Cuando se habla de Ricardo Pellerano, la imagen que suele venir a la mente es la de un defensor sólido, silencioso y confiable. Un pilar de la retaguardia en el fútbol argentino durante las décadas del 70 y 80, cuya carrera se construyó sin estridencias, pero con una constancia admirable. Sin embargo, lo que pocos recuerdan —y muchos quizás nunca supieron— es que en su última aventura como profesional, allá por 1980, este zaguero central cambió el libreto: se puso el traje de goleador en Ecuador.

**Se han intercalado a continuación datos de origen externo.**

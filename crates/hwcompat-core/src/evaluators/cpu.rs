//! CPU evaluator.

use tracing::debug;

use super::Flow;
use crate::profile::CpuInfo;
use crate::rules::{MOJAVE, MONTEREY};
use crate::state::CompatState;

/// Gate on x86-64 and SSE4.
///
/// Without both, nothing is supported and the remaining categories are
/// skipped. A CPU without SSE4.2 needs Mojave or newer; one that also
/// reports SSE4.1 tops out at Monterey.
pub fn evaluate(mut state: CompatState, cpu: &CpuInfo<'_>) -> (CompatState, Flow) {
    let flags = &cpu.instruction_set;

    if !flags.has("x86-64") || !flags.has_sse4() {
        debug!(category = "CPU", device = cpu.processor_name, "missing x86-64 or SSE4");
        state.close();
        state.mark_unsupported(format!("CPU: {}", cpu.processor_name));
        return (state, Flow::Halt);
    }

    if !flags.has("SSE4.2") {
        state.set_min(MOJAVE);
        if flags.has("SSE4.1") {
            state.set_max(MONTEREY);
        }
        debug!(
            category = "CPU",
            device = cpu.processor_name,
            min = state.min_version(),
            max = state.max_version(),
            "no SSE4.2"
        );
    }

    (state, Flow::Continue)
}

#[cfg(test)]
mod tests {
    use super::*;
    use crate::config::EngineConfig;
    use crate::profile::InstructionSet;

    fn run(flags: &str) -> (CompatState, Flow) {
        let cpu = CpuInfo {
            processor_name: "Test CPU",
            instruction_set: InstructionSet::new(flags.split(',')),
        };
        evaluate(CompatState::new(&EngineConfig::default()), &cpu)
    }

    #[test]
    fn test_missing_x86_64_halts() {
        let (state, flow) = run("SSE4.1, SSE4.2");
        assert_eq!(flow, Flow::Halt);
        assert!(state.is_closed());
        assert_eq!(state.unsupported_devices(), ["CPU: Test CPU"]);
    }

    #[test]
    fn test_missing_sse4_halts() {
        let (state, flow) = run("x86-64, SSE3, SSSE3");
        assert_eq!(flow, Flow::Halt);
        assert!(state.is_closed());
    }

    #[test]
    fn test_sse41_without_sse42() {
        let (state, flow) = run("x86-64, SSE4, SSE4.1");
        assert_eq!(flow, Flow::Continue);
        assert_eq!((state.min_version(), state.max_version()), (18, 21));
    }

    #[test]
    fn test_sse4a_only_raises_min() {
        let (state, _) = run("x86-64, SSE4a");
        assert_eq!((state.min_version(), state.max_version()), (18, 24));
    }

    #[test]
    fn test_full_sse4_leaves_bounds() {
        let (state, _) = run("x86-64, SSE4.1, SSE4.2, AVX2");
        assert_eq!((state.min_version(), state.max_version()), (17, 24));
        assert!(state.unsupported_devices().is_empty());
    }
}
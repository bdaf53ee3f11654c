use std::path::PathBuf;
use std::sync::Arc;

use clap::Parser;
use tracing::{info, warn};

use ragserve::database::VectorStore;
use ragserve::ingest::{seed_directory, IngestOptions};
use ragserve::model::{ChatModel, ExtractiveModel};
use ragserve::server::{self, AppState, ServerSettings, StoreState};

#[derive(Parser)]
#[command(name = "ragserve")]
#[command(about = "Retrieval-augmented chat server over a local document index")]
#[command(version)]
struct Cli {
    /// Model directory; its name is reported in chat responses
    #[arg(long, default_value = "assets/qwen3_0.6b")]
    model: PathBuf,

    /// Directory of .txt/.pdf files ingested into an empty store at startup
    #[arg(long)]
    seed_docs: Option<PathBuf>,

    /// SQLite database path (default: <data-dir>/rag.db)
    #[arg(long)]
    db: Option<PathBuf>,

    /// Directory for uploads and PDF sidecar text
    #[arg(long, default_value = "data")]
    data_dir: PathBuf,

    /// External web root; the embedded UI serves when omitted
    #[arg(long)]
    web: Option<PathBuf>,

    /// HTTP port
    #[arg(long, default_value_t = 8080)]
    port: u16,

    /// Chunk byte budget
    #[arg(long, default_value_t = 512)]
    chunk_chars: usize,

    /// Embedding dimension; fixed once the database exists
    #[arg(long, default_value_t = 256)]
    embed_dim: usize,

    /// Retrieved chunks per query
    #[arg(long, default_value_t = 4)]
    rag_top_k: usize,

    /// Neighbor chunks expanded around each hit
    #[arg(long, default_value_t = 1)]
    neighbor_chunks: i64,

    /// Byte cap for each expanded context chunk
    #[arg(long, default_value_t = 2000)]
    chunk_max_chars: usize,

    /// Disable retrieval
    #[arg(long)]
    no_rag: bool,

    /// Keep PDF-extracted plaintext as sidecar files
    #[arg(long)]
    export_pdf_text: bool,

    /// Request GPU compute from the model runtime
    #[arg(long)]
    gpu: bool,
}

#[tokio::main]
async fn main() -> anyhow::Result<()> {
    tracing_subscriber::fmt()
        .with_env_filter(tracing_subscriber::EnvFilter::from_default_env())
        .init();

    let cli = Cli::parse();

    std::fs::create_dir_all(&cli.data_dir)?;
    let db_path = cli
        .db
        .clone()
        .unwrap_or_else(|| cli.data_dir.join("rag.db"));

    let (mut store, store_error) = match VectorStore::open(&db_path, cli.embed_dim).await {
        Ok(store) => {
            info!(
                "rag.store.open path={} docs={} chunks={} embed_dim={}",
                db_path.display(),
                store.doc_count(),
                store.chunk_count(),
                store.embed_dim()
            );
            (Some(store), None)
        }
        Err(e) => {
            warn!(
                "rag.store.open failed path={} error={e}",
                db_path.display()
            );
            (None, Some(e.to_string()))
        }
    };

    if let (Some(store), Some(seed)) = (store.as_mut(), cli.seed_docs.as_ref()) {
        if store.doc_count() > 0 {
            info!(
                "rag.seed skipped, store already holds {} documents",
                store.doc_count()
            );
        } else {
            let options = IngestOptions {
                chunk_chars: cli.chunk_chars,
                pdf_text_dir: cli.export_pdf_text.then(|| cli.data_dir.join("pdf_txt")),
            };
            match seed_directory(store, seed, &options).await {
                Ok(report) => {
                    for line in &report.trace {
                        info!("rag.seed {line}");
                    }
                    info!(
                        "rag.seed.done ingested={} docs={} chunks={}",
                        report.ingested,
                        store.doc_count(),
                        store.chunk_count()
                    );
                }
                Err(e) => warn!("rag.seed failed error={e}"),
            }
        }
    }

    let model_name = cli
        .model
        .file_name()
        .and_then(|n| n.to_str())
        .unwrap_or("qwen3-0.6b")
        .to_string();
    if cli.gpu {
        info!("model.gpu requested; built-in model runs on CPU");
    }
    let model: Box<dyn ChatModel> = Box::new(ExtractiveModel::new(model_name.clone()));

    let settings = ServerSettings {
        port: cli.port,
        model_name,
        data_dir: cli.data_dir.clone(),
        web_root: cli.web.clone(),
        chunk_chars: cli.chunk_chars,
        rag_enabled: !cli.no_rag,
        rag_top_k: cli.rag_top_k,
        neighbor_chunks: cli.neighbor_chunks,
        chunk_max_chars: cli.chunk_max_chars,
        export_pdf_text: cli.export_pdf_text,
    };

    let state = AppState {
        settings,
        store: tokio::sync::Mutex::new(StoreState {
            store,
            error: store_error,
        }),
        model: Arc::new(std::sync::Mutex::new(model)),
    };

    server::serve(state).await
}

Ese año, Pellerano cruzó fronteras para sumarse al Deportivo Cuenca, club que por entonces buscaba reforzar su defensa con experiencia internacional. Lo que no esperaban es que el argentino también se convertiría en una amenaza ofensiva: anotó 4 goles en apenas 17 partidos, logrando un promedio de 0,24 tantos por encuentro, una cifra que rompe cualquier pronóstico considerando su posición natural.
Ricardo Pellerano, jugador de Deportivo Cuenca 1980 es el padre de Cristian campeón con Independiente del Valle y de Hernán ex jugador de LDU Quito #Pellerano #PadreseHijosExtranjerosenFutbolEcuatoriano pic.twitter.com/ilN7UZ6zz5
— Antonio Ubilla (@AntonioUbilla1) December 13, 2021
Para ponerlo en contexto: en sus 281 partidos oficiales como profesional, Ricardo Pellerano marcó solo seis goles. Es decir, dos tercios de sus tantos los hizo en una única temporada y en un país distinto al suyo. ¿Qué pasó en Cuenca? ¿Cambio de esquema? ¿Mayor libertad para pisar el área rival? ¿O simplemente una muestra tardía de lo que pudo haber sido? La respuesta exacta quizás se haya perdido en el tiempo, pero los números hablan por sí solos.
Más allá de su sorpresiva cuota goleadora en Ecuador, su legado no está en los gritos de gol, sino en su presencia constante y su papel como testigo privilegiado de momentos históricos: desde compartir equipo con Norberto Alonso en su debut hasta estar en la cancha cuando Diego Maradona jugó su primer partido en Primera División.
El capítulo ecuatoriano fue breve, sí, pero marcó un cierre inesperado y vibrante a una carrera que, como él, supo ser discreta pero llena de peso específico. Ricardo Pellerano no solo fue un defensor de época: también supo, por un instante, ser el goleador que nadie esperaba.